Aumenta la richiesta di informatici, ma l’offerta è sempre in ritardo

Problema annoso, ormai: nonostante la domanda, la Svizzera fatica a produrre un numero adeguato di professionisti nel settore IT - Continuano a mancare le quote femminili - E la pandemia, accelerando la digitalizzazione, ha contribuito a generare un divario ancora più ampio
©Gabriele Putzu
Paolo Galli
Giona Carcano
06.12.2022 06:00

«La digitalizzazione continuerà e il fabbisogno di lavoratori in grado di usare, sviluppare e applicare con efficacia le tecnologie digitali, rimarrà di conseguenza elevata. La capacità della Svizzera di adattarsi alle sfide del futuro dipenderà in buona misura da quanto riuscirà a garantire la continua disponibilità di lavoratori qualificati in questo settore attraverso l’immigrazione dall’estero, oltre a sviluppare e potenziare il potenziale indigeno. I continui sforzi in questo senso assumono un significato ancora maggiore perché i lavoratori IT stranieri tendono a non rimanere a lungo in Svizzera e la concorrenza globale per questi lavoratori continuerà ad aumentare nei prossimi anni». La citazione è tratta dal recente 18° rapporto dell’Osservatorio sulla libera circolazione delle persone tra Svizzera e UE della Segreteria di Stato dell’economia (SECO).

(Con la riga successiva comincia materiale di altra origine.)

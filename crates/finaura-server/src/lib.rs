//! FINAURA HTTP server.
//!
//! Wires the page renderer from `finaura-core` into an Axum router with
//! request tracing, security headers and a concurrency limit.

pub mod config;
pub mod error;
pub mod routes;
pub mod state;

use std::sync::Arc;

use axum::http::{header, HeaderValue};
use axum::Router;
use tower_http::services::ServeDir;
use tower_http::set_header::SetResponseHeaderLayer;
use tower_http::trace::TraceLayer;

use crate::state::AppState;

/// Build the Axum router with all routes and middleware.
pub fn build_router(state: Arc<AppState>) -> Router {
    let mut app = Router::new()
        .merge(routes::pages::router())
        .merge(routes::assets::router())
        .merge(routes::sys::router());

    if let Some(dir) = &state.config.public_dir {
        tracing::info!(dir = %dir.display(), "serving public directory at /static");
        app = app.nest_service("/static", ServeDir::new(dir));
    }

    app.fallback(routes::pages::not_found)
        .layer(tower::limit::ConcurrencyLimitLayer::new(
            state.config.max_concurrent_requests,
        ))
        .layer(TraceLayer::new_for_http())
        .layer(SetResponseHeaderLayer::overriding(
            header::X_CONTENT_TYPE_OPTIONS,
            HeaderValue::from_static("nosniff"),
        ))
        .layer(SetResponseHeaderLayer::overriding(
            header::X_FRAME_OPTIONS,
            HeaderValue::from_static("DENY"),
        ))
        .layer(SetResponseHeaderLayer::overriding(
            header::REFERRER_POLICY,
            HeaderValue::from_static("strict-origin-when-cross-origin"),
        ))
        .layer(SetResponseHeaderLayer::if_not_present(
            header::CACHE_CONTROL,
            HeaderValue::from_static("no-cache"),
        ))
        .with_state(state)
}
//! `finaura` CLI — offline tooling for the FINAURA site.
//!
//! Lists the routes, audits every internal link in the rendered pages, and
//! exports the whole site as static HTML. Renders through `finaura-core`
//! directly; no server needs to be running.

#![allow(clippy::print_stdout, clippy::print_stderr)]

use std::path::{Path, PathBuf};
use std::process::ExitCode;

use anyhow::{bail, Context, Result};
use clap::{Parser, Subcommand};
use serde::Serialize;

use finaura_core::export::export_site;
use finaura_core::links::{audit_site, is_absolute_http_url, LinkTarget, PLACEHOLDER_PATHS};
use finaura_core::{RenderContext, Route, DEFAULT_FORM_ENDPOINT, DEFAULT_SITE_URL};

// ── ANSI color helpers ───────────────────────────────────────────────

const RESET: &str = "\x1b[0m";
const BOLD: &str = "\x1b[1m";
const DIM: &str = "\x1b[2m";
const RED: &str = "\x1b[31m";
const GREEN: &str = "\x1b[32m";
const YELLOW: &str = "\x1b[33m";

// ── CLI structure ────────────────────────────────────────────────────

/// FINAURA — Schweizer Finanzklarheit.
#[derive(Parser)]
#[command(
    name = "finaura",
    version,
    about = "FINAURA site tooling — list routes, audit links, export static HTML",
    long_about = None,
    after_help = format!(
        "{DIM}Environment variables:{RESET}\n  \
         FINAURA_FORM_ENDPOINT   Mailing-list form target\n  \
         FINAURA_SITE_URL        Canonical origin for sitemap.xml\n\n\
         {DIM}Examples:{RESET}\n  \
         finaura routes\n  \
         finaura links --json\n  \
         finaura export ./dist --site-url https://finaura.ch"
    ),
)]
struct Cli {
    /// Mailing-list form target written into the signup form.
    #[arg(long, global = true, env = "FINAURA_FORM_ENDPOINT", default_value = DEFAULT_FORM_ENDPOINT)]
    form_endpoint: String,

    /// Print machine-readable JSON instead of text.
    #[arg(long, global = true, default_value = "false")]
    json: bool,

    /// Disable colored output.
    #[arg(long, global = true, default_value = "false")]
    no_color: bool,

    #[command(subcommand)]
    command: Commands,
}

#[derive(Subcommand)]
enum Commands {
    /// List implemented routes and documented placeholder paths.
    Routes,
    /// Check that every internal link resolves to a page, anchor, asset or placeholder.
    Links,
    /// Render every page and asset into a directory.
    Export {
        /// Output directory (created if missing).
        dir: PathBuf,
        /// Canonical origin for `sitemap.xml` and `robots.txt`.
        #[arg(long, env = "FINAURA_SITE_URL", default_value = DEFAULT_SITE_URL)]
        site_url: String,
        /// Year shown in the footer (default: current year).
        #[arg(long)]
        year: Option<i32>,
    },
}

/// Color palette, blanked out with `--no-color`.
struct Palette {
    reset: &'static str,
    bold: &'static str,
    dim: &'static str,
    red: &'static str,
    green: &'static str,
    yellow: &'static str,
}

impl Palette {
    const fn new(enabled: bool) -> Self {
        if enabled {
            Self {
                reset: RESET,
                bold: BOLD,
                dim: DIM,
                red: RED,
                green: GREEN,
                yellow: YELLOW,
            }
        } else {
            Self {
                reset: "",
                bold: "",
                dim: "",
                red: "",
                green: "",
                yellow: "",
            }
        }
    }
}

fn main() -> ExitCode {
    let cli = Cli::parse();

    tracing_subscriber::fmt()
        .with_env_filter(
            tracing_subscriber::EnvFilter::try_from_default_env()
                .unwrap_or_else(|_| tracing_subscriber::EnvFilter::new("warn")),
        )
        .with_writer(std::io::stderr)
        .compact()
        .init();

    let palette = Palette::new(!cli.no_color);
    match run(&cli, &palette) {
        Ok(code) => code,
        Err(e) => {
            eprintln!("{}error:{} {e:#}", palette.red, palette.reset);
            ExitCode::FAILURE
        }
    }
}

fn run(cli: &Cli, p: &Palette) -> Result<ExitCode> {
    match &cli.command {
        Commands::Routes => cmd_routes(cli.json, p),
        Commands::Links => cmd_links(&cli.form_endpoint, cli.json, p),
        Commands::Export {
            dir,
            site_url,
            year,
        } => cmd_export(dir, site_url, *year, &cli.form_endpoint, cli.json, p),
    }
}

// ── routes ───────────────────────────────────────────────────────────

#[derive(Serialize)]
struct RouteListing {
    routes: Vec<RouteEntry>,
    placeholders: Vec<&'static str>,
}

#[derive(Serialize)]
struct RouteEntry {
    path: &'static str,
    title: &'static str,
    indexable: bool,
}

fn cmd_routes(json: bool, p: &Palette) -> Result<ExitCode> {
    let listing = RouteListing {
        routes: Route::ALL
            .into_iter()
            .map(|r| RouteEntry {
                path: r.path(),
                title: r.title(),
                indexable: r.robots().meta().is_none(),
            })
            .collect(),
        placeholders: PLACEHOLDER_PATHS.to_vec(),
    };

    if json {
        println!("{}", serde_json::to_string_pretty(&listing)?);
        return Ok(ExitCode::SUCCESS);
    }

    println!("{}Routes{}", p.bold, p.reset);
    for entry in &listing.routes {
        let flag = if entry.indexable { "" } else { " (noindex)" };
        println!(
            "  {}{:<14}{} {}{}{}{}",
            p.green, entry.path, p.reset, entry.title, p.dim, flag, p.reset
        );
    }
    println!();
    println!("{}Placeholders{} {}(linked, answer 404){}", p.bold, p.reset, p.dim, p.reset);
    for path in &listing.placeholders {
        println!("  {}{path}{}", p.yellow, p.reset);
    }
    Ok(ExitCode::SUCCESS)
}

// ── links ────────────────────────────────────────────────────────────

fn cmd_links(form_endpoint: &str, json: bool, p: &Palette) -> Result<ExitCode> {
    let reports = audit_site(&RenderContext::now(form_endpoint));
    let broken = reports.iter().filter(|r| !r.target.is_resolved()).count();

    if json {
        println!("{}", serde_json::to_string_pretty(&reports)?);
    } else {
        for report in &reports {
            let (color, label) = match &report.target {
                LinkTarget::Page { .. } => (p.green, "page"),
                LinkTarget::Asset { .. } => (p.green, "asset"),
                LinkTarget::Placeholder { .. } => (p.yellow, "placeholder"),
                LinkTarget::External { .. } => (p.dim, "external"),
                LinkTarget::Inert => (p.dim, "inert"),
                LinkTarget::Unresolved { .. } => (p.red, "UNRESOLVED"),
            };
            println!(
                "  {:<14} {color}{label:<12}{} {}",
                report.page.path(),
                p.reset,
                report.href
            );
            if let LinkTarget::Unresolved { reason, .. } = &report.target {
                println!("  {:<14} {}{reason}{}", "", p.dim, p.reset);
            }
        }
        println!();
        if broken == 0 {
            println!("{}✓{} {} links checked, all resolve", p.green, p.reset, reports.len());
        } else {
            println!("{}✗{} {broken} of {} links unresolved", p.red, p.reset, reports.len());
        }
    }

    Ok(if broken == 0 {
        ExitCode::SUCCESS
    } else {
        ExitCode::FAILURE
    })
}

// ── export ───────────────────────────────────────────────────────────

fn cmd_export(
    dir: &Path,
    site_url: &str,
    year: Option<i32>,
    form_endpoint: &str,
    json: bool,
    p: &Palette,
) -> Result<ExitCode> {
    let site_url = site_url.trim().trim_end_matches('/');
    let form_endpoint = form_endpoint.trim();
    if !is_absolute_http_url(site_url) {
        bail!("--site-url must be an absolute http(s) URL, got '{site_url}'");
    }
    if !is_absolute_http_url(form_endpoint) {
        bail!("--form-endpoint must be an absolute http(s) URL, got '{form_endpoint}'");
    }

    let ctx = match year {
        Some(year) => RenderContext::with_year(year, form_endpoint),
        None => RenderContext::now(form_endpoint),
    };

    let manifest = export_site(dir, &ctx, site_url)
        .with_context(|| format!("failed to export site to {}", dir.display()))?;

    if json {
        println!("{}", serde_json::to_string_pretty(&manifest)?);
    } else {
        for file in &manifest.files {
            println!("  {}{:<24}{} {:>7} B  {}", p.dim, file.url, p.reset, file.bytes, file.file);
        }
        println!();
        println!(
            "{}✓{} exported {} files to {}",
            p.green,
            p.reset,
            manifest.files.len(),
            dir.display()
        );
    }
    Ok(ExitCode::SUCCESS)
}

La concorrenza internazionale

Una citazione a cui ci aggrappiamo, oggi, all’indomani della pubblicazione dei dati da parte dello Swiss Job Index, secondo cui, in novembre, gli annunci del ramo informatico pubblicati dalle imprese elvetiche sui loro siti internet e sulle piattaforme di reclutamento sono aumentati del 7,5% rispetto a ottobre. Si è sviluppata una sorta di corsa ai profili più qualificati. Una corsa, a dirla tutta, che si protrae ormai da anni. Già nel 2018, uno studio della società di consulenza McKinsey sottolineava che in Svizzera vengono formati circa tremila informatici ogni anno, ma anche che il fabbisogno è destinato a salire, entro il 2030, fino a diecimila all’anno. E quindi, che cosa fare per colmare questa distanza? Ne abbiamo parlato con Yanik Kipfer, dell’Osservatorio del mercato del lavoro dell’Università di Zurigo, e con Sandro Pedrazzini, responsabile del corso di Ingegneria informatica al Dipartimento tecnologie innovative della SUPSI. Kipfer inquadra il fenomeno: «Da diversi anni le professioni informatiche registrano una carenza di personale. Secondo uno studio di ICT-Formazione professionale, entro il 2030 saranno necessari 119.600 specialisti in più. I fattori che aggravano la carenza di lavoratori qualificati nelle professioni IT sono, in particolare, il progressivo pensionamento dei baby boomers e la crescente digitalizzazione. Inoltre, i professionisti IT formati a livello nazionale sono ancora troppo pochi rispetto alla domanda. Ciò significa che molti lavoratori qualificati devono essere reclutati all’estero. Tuttavia, questi lavoratori qualificati sono sempre più richiesti anche all’estero. Di conseguenza, la concorrenza internazionale si sta intensificando».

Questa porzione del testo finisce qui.